Delta, the airport’s largest carrier, was among the airlines forced to cancel or rebook large numbers of passengers.
The shutdown also collided with wider transport strain linked to a partial federal government shutdown in the United States.
The New York Times reported that long Transportation Security Administration lines delayed the arrival of NTSB specialists, slowing the first full day of on-site investigation.
Canadian response and Air Canada controversy
In Canada, the crash prompted both official support for the investigation and political controversy around Air Canada’s response.
Canadian authorities said they were working closely with US investigators, and the Transportation Safety Board of Canada sent a team to assist.
At the same time, Air Canada chief executive Michael Rousseau came under criticism after issuing a condolence message only in English, despite the deaths of two Canadian pilots and the fact that one of them, Antoine Forest, was from Quebec.
Rousseau later apologised for his inability to speak French adequately, but the issue escalated in Quebec, where lawmakers passed a motion calling for his resignation.
That debate sat alongside broader Canadian concern about the safety issues raised by the crash, particularly the condition of the US air traffic control system.
Investigation continues
One week on, the main facts are clear, but the cause is not.
A landed passenger jet struck an airport fire vehicle that was responding to another emergency.
Two pilots died, dozens of others were injured and LaGuardia’s operations were badly disrupted.

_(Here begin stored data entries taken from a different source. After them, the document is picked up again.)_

//! Route table for the control API.

use axum::routing::{get, post};
use axum::Router;
use tower_http::cors::{Any, CorsLayer};
use tower_http::trace::TraceLayer;

use super::{handlers, ws, AppState};

pub fn api_router(state: AppState) -> Router {
    Router::new()
        .route("/engine/start", post(handlers::engine_start))
        .route("/engine/stop", post(handlers::engine_stop))
        .route("/nodes/{id}/reload", post(handlers::reload_node))
        .route("/devices/{id}/reconnect", post(handlers::reconnect_device))
        .route("/tags/{id}/write", post(handlers::write_tag))
        .route(
            "/settings/archive-interval",
            get(handlers::get_archive_interval).put(handlers::put_archive_interval),
        )
        .route("/api/health", get(handlers::health))
        .route("/events", get(ws::events_handler))
        .layer(TraceLayer::new_for_http())
        .layer(
            CorsLayer::new()
                .allow_origin(Any)
                .allow_methods(Any)
                .allow_headers(Any),
        )
        .with_state(state)
}
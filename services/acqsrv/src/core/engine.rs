//! Process-wide orchestrator.
//!
//! Owns the bus sessions (one per enabled node), the latest-value cache,
//! the broadcaster, and the archiver. External commands route through here
//! to the owning session's command channel; across nodes everything is
//! independent.

use std::collections::HashMap;
use std::sync::atomic::{AtomicBool, Ordering};
use std::sync::Arc;

use tokio::sync::Mutex;
use tracing::{error, info, warn};

use gridlink_model::{state_event, Event, MessageLevel, ScalarValue};
use gridlink_rtdb::ValueCache;
use gridlink_store::{StoreAdapter, MIN_ARCHIVE_INTERVAL_MS, SETTING_ARCHIVE_INTERVAL};

use crate::core::archiver::{self, ArchiverHandle};
use crate::core::broadcaster::{Broadcaster, ObserverId};
use crate::core::session::{self, SessionContext, SessionHandle, StatusBoard};
use crate::error::{AcqError, Result};
use crate::modbus::codec;
use crate::transport::TransportFactory;

pub struct Engine {
    store: Arc<dyn StoreAdapter>,
    cache: Arc<ValueCache>,
    broadcaster: Arc<Broadcaster>,
    status: Arc<StatusBoard>,
    transports: Arc<dyn TransportFactory>,
    running: Arc<AtomicBool>,
    sessions: Mutex<HashMap<i64, SessionHandle>>,
    archiver: Mutex<Option<ArchiverHandle>>,
}

impl Engine {
    pub fn new(store: Arc<dyn StoreAdapter>, transports: Arc<dyn TransportFactory>) -> Self {
        Self {
            store,
            cache: Arc::new(ValueCache::new()),
            broadcaster: Arc::new(Broadcaster::new()),
            status: Arc::new(StatusBoard::default()),
            transports,
            running: Arc::new(AtomicBool::new(false)),
            sessions: Mutex::new(HashMap::new()),
            archiver: Mutex::new(None),
        }
    }

    pub fn cache(&self) -> &Arc<ValueCache> {
        &self.cache
    }

    pub fn is_running(&self) -> bool {
        self.running.load(Ordering::Acquire)
    }

    fn session_context(&self) -> SessionContext {
        SessionContext {
            store: Arc::clone(&self.store),
            cache: Arc::clone(&self.cache),
            broadcaster: Arc::clone(&self.broadcaster),
            status: Arc::clone(&self.status),
            transports: Arc::clone(&self.transports),
            running: Arc::clone(&self.running),
        }
    }

    /// Start every enabled node's session and the archiver. Idempotent; a
    /// node that fails to open does not prevent the others.
    pub async fn start(&self) -> Result<()> {
        if self.running.swap(true, Ordering::AcqRel) {
            info!("engine already running");
            return Ok(());
        }

        let nodes = match self.store.list_enabled_nodes_with_children().await {
            Ok(nodes) => nodes,
            Err(e) => {
                self.running.store(false, Ordering::Release);
                return Err(e.into());
            },
        };

        info!(nodes = nodes.len(), "engine starting");
        {
            let mut sessions = self.sessions.lock().await;
            for tree in nodes {
                let node_id = tree.node.id;
                sessions.insert(node_id, session::spawn(tree, self.session_context()));
            }
        }

        let mut archiver = self.archiver.lock().await;
        if archiver.is_none() {
            *archiver = Some(archiver::spawn(
                Arc::clone(&self.store),
                Arc::clone(&self.cache),
            ));
        }
        Ok(())
    }

    /// Stop the archiver and every session; previously Connected nodes
    /// become Disconnected. Idempotent.
    pub async fn stop(&self) -> Result<()> {
        if !self.running.swap(false, Ordering::AcqRel) {
            info!("engine already stopped");
            return Ok(());
        }

        if let Some(archiver) = self.archiver.lock().await.take() {
            archiver.stop();
        }

        let sessions: Vec<SessionHandle> = {
            let mut guard = self.sessions.lock().await;
            guard.drain().map(|(_, handle)| handle).collect()
        };
        for handle in sessions {
            handle.shutdown().await;
        }
        self.cache.clear();

        info!("engine stopped");
        self.publish_state().await;
        Ok(())
    }

    /// Tear down and (when engine and node are enabled) rebuild one node's
    /// session from current configuration.
    pub async fn reload_node(&self, node_id: i64) -> Result<()> {
        let existing = self.sessions.lock().await.remove(&node_id);
        if let Some(handle) = existing {
            handle.shutdown().await;
        }

        let tree = match self.store.get_node_with_children(node_id).await {
            Ok(tree) => tree,
            Err(gridlink_store::StoreError::NotFound { .. }) => {
                // node deleted: the torn-down session is all there was
                info!(node_id, "reload: node no longer exists");
                self.publish_state().await;
                return Ok(());
            },
            Err(e) => return Err(e.into()),
        };

        for entry in &tree.devices {
            self.cache.evict_device(entry.device.id);
        }

        if self.is_running() && tree.node.enabled {
            info!(node_id, "reload: restarting session");
            self.sessions
                .lock()
                .await
                .insert(node_id, session::spawn(tree, self.session_context()));
        } else {
            info!(node_id, "reload: session not restarted");
            self.publish_state().await;
        }
        Ok(())
    }

    /// Restart polling of one device from fresh store state.
    pub async fn reconnect_device(&self, device_id: i64) -> Result<()> {
        let device = self.store.get_device(device_id).await?;
        let client = {
            let sessions = self.sessions.lock().await;
            sessions
                .get(&device.node_id)
                .map(|handle| handle.client())
                .ok_or_else(|| {
                    AcqError::NotConnected(format!(
                        "no running session for node {}",
                        device.node_id
                    ))
                })?
        };
        client.reconnect_device(device_id).await
    }

    /// Synchronous write; returns the value read back from the device.
    pub async fn write_tag(&self, tag_id: i64, value: &serde_json::Value) -> Result<ScalarValue> {
        let value = codec::parse_write_value(value)?;
        let tag = self.store.get_tag(tag_id).await?;
        let device = self.store.get_device(tag.device_id).await?;

        let client = {
            let sessions = self.sessions.lock().await;
            sessions
                .get(&device.node_id)
                .map(|handle| handle.client())
                .ok_or_else(|| {
                    AcqError::NotConnected(format!(
                        "no running session for node {}",
                        device.node_id
                    ))
                })?
        };
        client.write_tag(tag_id, value).await
    }

    /// Current full-system snapshot as a `state` event.
    pub async fn snapshot(&self) -> Result<Event> {
        let mut nodes = self.store.list_nodes_with_children().await?;
        self.status.overlay(&mut nodes);
        Ok(state_event(self.is_running(), &nodes))
    }

    /// Subscribe an observer; it immediately receives a `state` snapshot.
    pub async fn subscribe(&self) -> (ObserverId, tokio::sync::mpsc::Receiver<Event>) {
        let (id, rx) = self.broadcaster.subscribe();
        match self.snapshot().await {
            Ok(event) => self.broadcaster.send_to(id, event),
            Err(e) => error!("initial snapshot unavailable: {e}"),
        }
        (id, rx)
    }

    pub fn unsubscribe(&self, id: ObserverId) {
        self.broadcaster.unsubscribe(id);
    }

    /// Post a user-facing notification to all observers.
    pub fn notify(&self, level: MessageLevel, title: &str, description: &str) {
        self.broadcaster
            .publish(Event::message(level, title, description));
    }

    pub async fn archive_interval(&self) -> u64 {
        gridlink_store::archive_interval_ms(self.store.as_ref()).await
    }

    /// Update the archiver cadence; takes effect at the next tick.
    pub async fn set_archive_interval(&self, interval_ms: u64) -> Result<()> {
        if interval_ms < MIN_ARCHIVE_INTERVAL_MS {
            return Err(AcqError::InvalidValue(format!(
                "archive interval must be at least {MIN_ARCHIVE_INTERVAL_MS} ms"
            )));
        }
        self.store
            .set_setting(SETTING_ARCHIVE_INTERVAL, &interval_ms.to_string())
            .await?;
        Ok(())
    }

    async fn publish_state(&self) {
        match self.snapshot().await {
            Ok(event) => self.broadcaster.publish(event),
            Err(e) => warn!("state broadcast skipped: {e}"),
        }
    }
}
use std::sync::OnceLock;

use jieba_rs::Jieba;

/// Segmenter seam.
///
/// Implementations must be deterministic: the same input always yields the
/// same token sequence, otherwise corpus rows and queries stop sharing a
/// vocabulary. Whitespace-only tokens are allowed in the output; the
/// filter stage drops them.
pub trait Tokenizer: Send + Sync {
    fn tokenize<'a>(&self, text: &'a str) -> Vec<&'a str>;
}

/// 辞書のロードは重いので全体で一度だけ
static JIEBA: OnceLock<Jieba> = OnceLock::new();

fn jieba() -> &'static Jieba {
    JIEBA.get_or_init(Jieba::new)
}

/// Dictionary-based Chinese segmenter (jieba), also handles Latin runs
#[derive(Debug, Clone, Copy)]
pub struct JiebaTokenizer {
    /// HMM で未登録語を推定する
    hmm: bool,
}

impl JiebaTokenizer {
    pub fn new(hmm: bool) -> Self {
        Self { hmm }
    }
}

impl Default for JiebaTokenizer {
    fn default() -> Self {
        Self::new(true)
    }
}

impl Tokenizer for JiebaTokenizer {
    fn tokenize<'a>(&self, text: &'a str) -> Vec<&'a str> {
        if text.is_empty() {
            return Vec::new();
        }
        jieba().cut(text, self.hmm)
    }
}

/// Splits on whitespace only; for inputs that are already segmented
#[derive(Debug, Clone, Copy, Default)]
pub struct WhitespaceTokenizer;

impl Tokenizer for WhitespaceTokenizer {
    fn tokenize<'a>(&self, text: &'a str) -> Vec<&'a str> {
        text.split_whitespace().collect()
    }
}
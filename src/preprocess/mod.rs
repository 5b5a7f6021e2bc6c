pub mod normalizer;
pub mod stop_words;
pub mod token;
pub mod tokenizer;

use std::sync::Arc;

use crate::{
    config::PreprocessConfig,
    error::{DedupError, Result},
    preprocess::{
        normalizer::{find_ip_addresses, normalize},
        stop_words::StopWordSet,
        token::{filter_tokens, TokenSet},
        tokenizer::{JiebaTokenizer, Tokenizer},
    },
};

/// Raw text -> canonical [`TokenSet`].
///
/// The batch path (building the reference corpus) and the query path
/// (checking one incoming text) must both go through the same instance
/// configuration, which is what keeps their vocabularies aligned.
///
/// Holds no per-call state: every stage result is passed along by value.
#[derive(Debug, Clone)]
pub struct Preprocessor<T = JiebaTokenizer>
where
    T: Tokenizer,
{
    stop_words: Arc<StopWordSet>,
    tokenizer: T,
    ip_sentinel: Option<String>,
}

impl Preprocessor<JiebaTokenizer> {
    /// Build from configuration with the jieba segmenter
    pub fn from_config(config: &PreprocessConfig, stop_words: Arc<StopWordSet>) -> Self {
        Self::new(stop_words, JiebaTokenizer::new(config.hmm))
            .with_ip_sentinel(config.sentinel().map(str::to_string))
    }
}

impl<T> Preprocessor<T>
where
    T: Tokenizer,
{
    pub fn new(stop_words: Arc<StopWordSet>, tokenizer: T) -> Self {
        Self {
            stop_words,
            tokenizer,
            ip_sentinel: None,
        }
    }

    /// set the token appended when an IPv4 address is detected
    pub fn with_ip_sentinel(mut self, sentinel: Option<String>) -> Self {
        self.ip_sentinel = sentinel.filter(|s| !s.trim().is_empty());
        self
    }

    /// Run the full pipeline
    /// normalize -> segment -> filter (+ special tokens) -> IP marker
    pub fn preprocess(&self, raw: &str) -> TokenSet {
        let (normalized, special) = normalize(raw);
        let tokens = self.tokenizer.tokenize(normalized.as_str());
        let mut set = filter_tokens(tokens, &self.stop_words, special);

        if let Some(sentinel) = &self.ip_sentinel {
            let ips = find_ip_addresses(raw);
            if !ips.is_empty() {
                tracing::info!("IP addresses detected: {:?}", ips);
                set.insert(sentinel.as_str());
            }
        }
        set
    }

    /// Entry-point variant: blank input is rejected instead of producing
    /// an empty set
    pub fn process(&self, raw: &str) -> Result<TokenSet> {
        if raw.trim().is_empty() {
            return Err(DedupError::EmptyInput("no text provided".to_string()));
        }
        Ok(self.preprocess(raw))
    }
}
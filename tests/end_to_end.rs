use std::sync::Arc;

use text_dedup_vectorizer::{
    config::PreprocessConfig, Config, Corpus, DedupError, DedupService, ErrorKind, Preprocessor,
    QueryInput, SimilarityEngine, StopWordSet, TokenSet,
};

fn jieba_preprocessor(stop_words: &[&str]) -> Preprocessor {
    let stop: StopWordSet = stop_words.iter().copied().collect();
    Preprocessor::from_config(&PreprocessConfig::default(), Arc::new(stop))
}

#[test]
fn punctuation_variant_is_reported_as_duplicate() {
    let pre = jieba_preprocessor(&[]);
    let texts = ["服务器无法连接网络", "服务器无法连接网络！"];
    let corpus = Corpus::from_raw_texts(&pre, texts);
    assert_eq!(corpus.token_sets()[0], corpus.token_sets()[1]);

    let engine: SimilarityEngine = SimilarityEngine::default();
    let pairs = engine.pairwise_duplicates(corpus.token_sets()).unwrap();
    assert_eq!(pairs.len(), 1);
    assert_eq!((pairs[0].left, pairs[0].right), (0, 1));
    assert!((pairs[0].score - 1.0).abs() < 1e-9);
}

#[test]
fn query_against_empty_corpus_fails() {
    let pre = jieba_preprocessor(&["on", "device"]);
    let query = pre.process("I/O error on device 42").unwrap();
    assert!(query.contains("I/O"));

    let engine: SimilarityEngine = SimilarityEngine::default();
    let err = engine.check(&[], &query).unwrap_err();
    assert!(matches!(err, DedupError::EmptyCorpus));
    assert_eq!(err.kind(), ErrorKind::EmptyCorpus);
}

#[test]
fn ip_address_becomes_sentinel() {
    let pre = jieba_preprocessor(&[]);
    let set = pre.process("192.168.1.1 timeout").unwrap();
    assert!(set.contains("%ip"));
    assert!(set.contains("timeout"));
    assert!(set.iter().all(|t| !t.contains("192") && !t.contains("168")));
}

#[test]
fn higher_threshold_never_adds_pairs() {
    let pre = jieba_preprocessor(&[]);
    let corpus = Corpus::from_raw_texts(
        &pre,
        [
            "打印机卡纸无法打印",
            "打印机卡纸",
            "邮箱密码忘记了",
            "邮箱密码重置失败",
            "服务器磁盘空间不足",
            "服务器磁盘空间不足，请清理",
        ],
    );
    let mut previous: Option<usize> = None;
    for threshold in [0.1, 0.3, 0.5, 0.6, 0.8, 0.95] {
        let engine: SimilarityEngine = SimilarityEngine::default().with_threshold(threshold);
        let count = engine.pairwise_duplicates(corpus.token_sets()).unwrap().len();
        if let Some(prev) = previous {
            assert!(count <= prev, "threshold {threshold}: {count} > {prev}");
        }
        previous = Some(count);
    }
}

#[test]
fn check_verdict_is_monotonic_in_threshold() {
    let pre = jieba_preprocessor(&[]);
    let corpus = Corpus::from_raw_texts(
        &pre,
        ["服务器无法连接网络", "网络连接超时", "打印机卡纸"],
    );
    let query = pre.process("服务器网络连接超时").unwrap();

    let mut verdicts = Vec::new();
    for threshold in [0.1, 0.3, 0.5, 0.6, 0.7, 0.8, 0.9, 0.95] {
        let engine: SimilarityEngine = SimilarityEngine::default().with_threshold(threshold);
        verdicts.push(engine.check(corpus.token_sets(), &query).unwrap());
    }
    assert!(verdicts.iter().all(|v| v.max_score == verdicts[0].max_score));
    let first_distinct = verdicts.iter().position(|v| !v.is_too_similar());
    if let Some(pos) = first_distinct {
        assert!(verdicts[pos..].iter().all(|v| !v.is_too_similar()));
    }
}

#[test]
fn empty_token_sets_are_not_an_error() {
    let pre = jieba_preprocessor(&[]);
    // 記号と数字だけの行は空集合になる
    let corpus = Corpus::from_raw_texts(&pre, ["!!! 123", "###"]);
    assert!(corpus.token_sets().iter().all(TokenSet::is_empty));

    let engine: SimilarityEngine = SimilarityEngine::default();
    assert!(engine.pairwise_duplicates(corpus.token_sets()).unwrap().is_empty());
    let verdict = engine.check(corpus.token_sets(), &TokenSet::new()).unwrap();
    assert_eq!(verdict.max_score, 0.0);
    assert!(!verdict.is_too_similar());
}

#[test]
fn scores_stay_in_unit_interval() {
    let pre = jieba_preprocessor(&[]);
    let corpus = Corpus::from_raw_texts(&pre, ["网络连接超时", "网络连接失败", "显示器黑屏"]);
    let engine: SimilarityEngine = SimilarityEngine::default();
    let query = pre.process("网络连接超时").unwrap();
    let scores = engine.query_scores(corpus.token_sets(), &query).unwrap();
    assert_eq!(scores.len(), 3);
    assert!(scores.iter().all(|s| (0.0..=1.0).contains(s)));
    assert!((scores[0] - 1.0).abs() < 1e-9);
}

#[test]
fn service_round_trip_through_files() {
    let dir = tempfile::tempdir().unwrap();
    let stop_words = dir.path().join("stop_words.txt");
    let raw = dir.path().join("testdata.csv");
    let words_set = dir.path().join("words_set.csv");
    std::fs::write(&stop_words, "的\n了\n  \n").unwrap();
    std::fs::write(
        &raw,
        "问题ID,问题描述\nQ1,服务器无法连接网络\nQ2,服务器无法连接网络！\nQ3,打印机卡纸了\n",
    )
    .unwrap();

    let mut config = Config::default();
    config.resources.stop_words = stop_words;
    config.resources.corpus = words_set.clone();
    let service = DedupService::from_config(config).unwrap();

    let built = service.build_words_set(&raw, &words_set).unwrap();
    assert_eq!(built.len(), 3);
    let corpus = service.load_corpus().unwrap();
    assert_eq!(corpus, built);

    let table = text_dedup_vectorizer::RawTable::load_csv(&raw, &service.config().columns).unwrap();
    let reports = service.scan(&corpus, Some(&table)).unwrap();
    assert_eq!(reports.len(), 1);
    assert_eq!(reports[0].left.id.as_deref(), Some("Q1"));
    assert_eq!(reports[0].right.id.as_deref(), Some("Q2"));

    let verdict = service
        .check(&corpus, &QueryInput::Raw("服务器无法连接网络".to_string()))
        .unwrap();
    assert!(verdict.is_too_similar());

    let hits = service
        .similar(&corpus, &QueryInput::Raw("打印机卡纸".to_string()), 5)
        .unwrap();
    assert_eq!(hits.len(), 3);
    assert_eq!(hits.list[0].key, "打印机卡纸了");
}

#[test]
fn rendered_token_set_parses_back() {
    let pre = jieba_preprocessor(&[]);
    let set = pre.process("ＤＮＳ解析失败, A/B切换").unwrap();
    assert_eq!(TokenSet::parse(&set.render()), set);
}
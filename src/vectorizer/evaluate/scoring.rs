use std::{fmt, fmt::Debug, iter, marker::PhantomData};

use num::Float;
use rayon::prelude::*;
use serde::{ser::SerializeMap, Serialize, Serializer};

use crate::{
    error::{DedupError, Result},
    preprocess::token::TokenSet,
    utils::math::vector::ZeroSpVec,
    vectorizer::{
        tfidf::{DefaultTFIDFEngine, TFIDFEngine},
        DocumentVectorMatrix, VectorSpaceBuilder,
    },
};

/// Default duplicate threshold
pub const DEFAULT_THRESHOLD: f64 = 0.6;

pub const TOO_SIMILAR_MESSAGE: &str = "input text is too similar to an existing entry";
pub const DISTINCT_MESSAGE: &str = "input text is sufficiently distinct";

/// One ranked hit
#[derive(Debug, Clone, PartialEq, Serialize)]
pub struct HitEntry<K> {
    pub key: K,
    pub score: f64,
}

/// Structure to store search results
pub struct Hits<K> {
    /// (key, score)
    pub list: Vec<HitEntry<K>>,
}

impl<K> Hits<K> {
    /// Create a new Hits instance
    pub fn new(list: Vec<HitEntry<K>>) -> Self {
        Hits { list }
    }

    /// Sort results by descending score
    /// ties keep their original order
    pub fn sort_by_score(&mut self) -> &mut Self {
        // Remove NaN scores
        self.list.retain(|h| !h.score.is_nan());
        // stable sort
        self.list.sort_by(|a, b| b.score.total_cmp(&a.score));
        self
    }

    /// keep the first `n` entries
    pub fn truncate(&mut self, n: usize) -> &mut Self {
        self.list.truncate(n);
        self
    }

    pub fn len(&self) -> usize {
        self.list.len()
    }

    pub fn is_empty(&self) -> bool {
        self.list.is_empty()
    }

    pub fn iter(&self) -> impl Iterator<Item = &HitEntry<K>> {
        self.list.iter()
    }

    /// Replace each key, e.g. corpus index -> question text.
    pub fn map_keys<T, F>(self, mut f: F) -> Hits<T>
    where
        F: FnMut(K) -> T,
    {
        Hits {
            list: self
                .list
                .into_iter()
                .map(|h| HitEntry { key: f(h.key), score: h.score })
                .collect(),
        }
    }
}

impl<K> Debug for Hits<K>
where
    K: Debug,
{
    fn fmt(&self, f: &mut fmt::Formatter<'_>) -> fmt::Result {
        if f.alternate() {
            // Pretty print with alternate formatting: each hit on a new line
            writeln!(f, "Hits [")?;
            for hit in &self.list {
                writeln!(f, "    {:?}: {:.6}", hit.key, hit.score)?;
            }
            write!(f, "]")
        } else {
            f.debug_list().entries(&self.list).finish()
        }
    }
}

impl<K> fmt::Display for Hits<K>
where
    K: fmt::Display,
{
    /// `score<TAB>key` per line
    fn fmt(&self, f: &mut fmt::Formatter<'_>) -> fmt::Result {
        for hit in &self.list {
            writeln!(f, "{:.6}\t{}", hit.score, hit.key)?;
        }
        Ok(())
    }
}

impl<K> Serialize for Hits<K>
where
    K: Serialize,
{
    fn serialize<S: Serializer>(&self, serializer: S) -> std::result::Result<S::Ok, S::Error> {
        self.list.serialize(serializer)
    }
}

/// Two corpus rows whose similarity exceeded the threshold, `left < right`.
#[derive(Debug, Clone, Copy, PartialEq, Serialize)]
pub struct DuplicatePair {
    pub left: usize,
    pub right: usize,
    pub score: f64,
}

/// Outcome of checking one query against the corpus.
///
/// Serializes to `{"error": .., "similarity_score": ..}` when too similar,
/// otherwise `{"message": .., "similarity_score": ..}`.
#[derive(Debug, Clone, Copy, PartialEq)]
pub struct SimilarityVerdict {
    /// best cosine against any corpus row
    pub max_score: f64,
    /// first corpus row reaching `max_score`
    pub best_index: Option<usize>,
    pub threshold: f64,
}

impl SimilarityVerdict {
    #[inline]
    pub fn is_too_similar(&self) -> bool {
        self.max_score > self.threshold
    }

    pub fn message(&self) -> &'static str {
        if self.is_too_similar() {
            TOO_SIMILAR_MESSAGE
        } else {
            DISTINCT_MESSAGE
        }
    }
}

impl Serialize for SimilarityVerdict {
    fn serialize<S: Serializer>(&self, serializer: S) -> std::result::Result<S::Ok, S::Error> {
        let mut map = serializer.serialize_map(Some(2))?;
        if self.is_too_similar() {
            map.serialize_entry("error", TOO_SIMILAR_MESSAGE)?;
        } else {
            map.serialize_entry("message", DISTINCT_MESSAGE)?;
        }
        map.serialize_entry("similarity_score", &self.max_score)?;
        map.end()
    }
}

/// Cosine similarity over a [`DocumentVectorMatrix`].
///
/// Holds the vectorizer settings and the threshold; every call fits a
/// fresh vector space over the token sets it is given, so there is no
/// cached state to invalidate between calls.
#[derive(Debug, Clone)]
pub struct SimilarityEngine<N = f64, E = DefaultTFIDFEngine> {
    builder: VectorSpaceBuilder<E>,
    threshold: f64,
    _marker: PhantomData<N>,
}

impl Default for SimilarityEngine<f64, DefaultTFIDFEngine> {
    fn default() -> Self {
        Self::new(VectorSpaceBuilder::default(), DEFAULT_THRESHOLD)
    }
}

impl<N, E> SimilarityEngine<N, E>
where
    N: Float + Into<f64> + Send + Sync,
    E: TFIDFEngine<N>,
{
    pub fn new(builder: VectorSpaceBuilder<E>, threshold: f64) -> Self {
        Self {
            builder,
            threshold,
            _marker: PhantomData,
        }
    }

    pub fn threshold(&self) -> f64 {
        self.threshold
    }

    pub fn with_threshold(mut self, threshold: f64) -> Self {
        self.threshold = threshold;
        self
    }

    pub fn builder(&self) -> &VectorSpaceBuilder<E> {
        &self.builder
    }

    /// Every pair `(i, j)`, `i < j`, whose cosine strictly exceeds `threshold`.
    ///
    /// Output is ordered by `i` then `j`.
    pub fn scan_matrix(matrix: &DocumentVectorMatrix<N>, threshold: f64) -> Vec<DuplicatePair> {
        let rows = matrix.rows();
        let norms: Vec<f64> = rows.par_iter().map(ZeroSpVec::norm).collect();
        let n = rows.len();
        (0..n)
            .into_par_iter()
            .flat_map_iter(|i| {
                let norms = &norms;
                (i + 1..n).filter_map(move |j| {
                    let score = cosine_with_norms(&rows[i], &rows[j], norms[i], norms[j]);
                    (score > threshold).then_some(DuplicatePair { left: i, right: j, score })
                })
            })
            .collect()
    }

    /// Vectorize `corpus` and report every near-duplicate pair.
    pub fn pairwise_duplicates(&self, corpus: &[TokenSet]) -> Result<Vec<DuplicatePair>> {
        let matrix: DocumentVectorMatrix<N> = self.builder.build(corpus)?;
        let pairs = Self::scan_matrix(&matrix, self.threshold);
        tracing::info!(
            "pairwise scan over {} rows found {} pairs above {}",
            corpus.len(),
            pairs.len(),
            self.threshold
        );
        Ok(pairs)
    }

    /// Cosine of `query` against each corpus row, corpus order.
    ///
    /// The vector space is fitted over the corpus plus the query, so the
    /// query's terms take part in the idf.
    pub fn query_scores(&self, corpus: &[TokenSet], query: &TokenSet) -> Result<Vec<f64>> {
        if corpus.is_empty() {
            return Err(DedupError::EmptyCorpus);
        }
        let matrix: DocumentVectorMatrix<N> =
            self.builder.build(corpus.iter().chain(iter::once(query)))?;
        let rows = matrix.rows();
        let (query_row, corpus_rows) = rows
            .split_last()
            .ok_or(DedupError::EmptyCorpus)?;
        let query_norm = query_row.norm();
        Ok(corpus_rows
            .par_iter()
            .map(|row| cosine_with_norms(query_row, row, query_norm, row.norm()))
            .collect())
    }

    /// Is `query` a near-duplicate of anything in `corpus`?
    pub fn check(&self, corpus: &[TokenSet], query: &TokenSet) -> Result<SimilarityVerdict> {
        let scores = self.query_scores(corpus, query)?;
        let mut best: Option<(usize, f64)> = None;
        for (i, &score) in scores.iter().enumerate() {
            if best.map_or(true, |(_, s)| score > s) {
                best = Some((i, score));
            }
        }
        let verdict = SimilarityVerdict {
            max_score: best.map_or(0.0, |(_, s)| s),
            best_index: best.map(|(i, _)| i),
            threshold: self.threshold,
        };
        tracing::debug!("check verdict: {:?}", verdict);
        Ok(verdict)
    }

    /// The `top_n` corpus rows most similar to `query`, best first.
    /// Equal scores keep corpus order.
    pub fn rank(&self, corpus: &[TokenSet], query: &TokenSet, top_n: usize) -> Result<Hits<usize>> {
        let scores = self.query_scores(corpus, query)?;
        let mut hits = Hits::new(
            scores
                .into_iter()
                .enumerate()
                .map(|(key, score)| HitEntry { key, score })
                .collect(),
        );
        hits.sort_by_score().truncate(top_n);
        Ok(hits)
    }
}

/// weights are non-negative, so the score lives in [0, 1]
#[inline]
fn cosine_with_norms<N>(a: &ZeroSpVec<N>, b: &ZeroSpVec<N>, norm_a: f64, norm_b: f64) -> f64
where
    N: Float + Into<f64>,
{
    if norm_a == 0.0 || norm_b == 0.0 {
        return 0.0;
    }
    (a.dot(b) / (norm_a * norm_b)).clamp(0.0, 1.0)
}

What remains unresolved is how the runway came to be occupied by both the aircraft and the truck at the same time.
Investigators are now examining not just the decisions made in the tower that night, but the wider operating environment around them: staffing, fatigue, late-night procedures, communications, vehicle visibility and the resilience of the airport surface safety system.
The findings are likely to matter far beyond LaGuardia.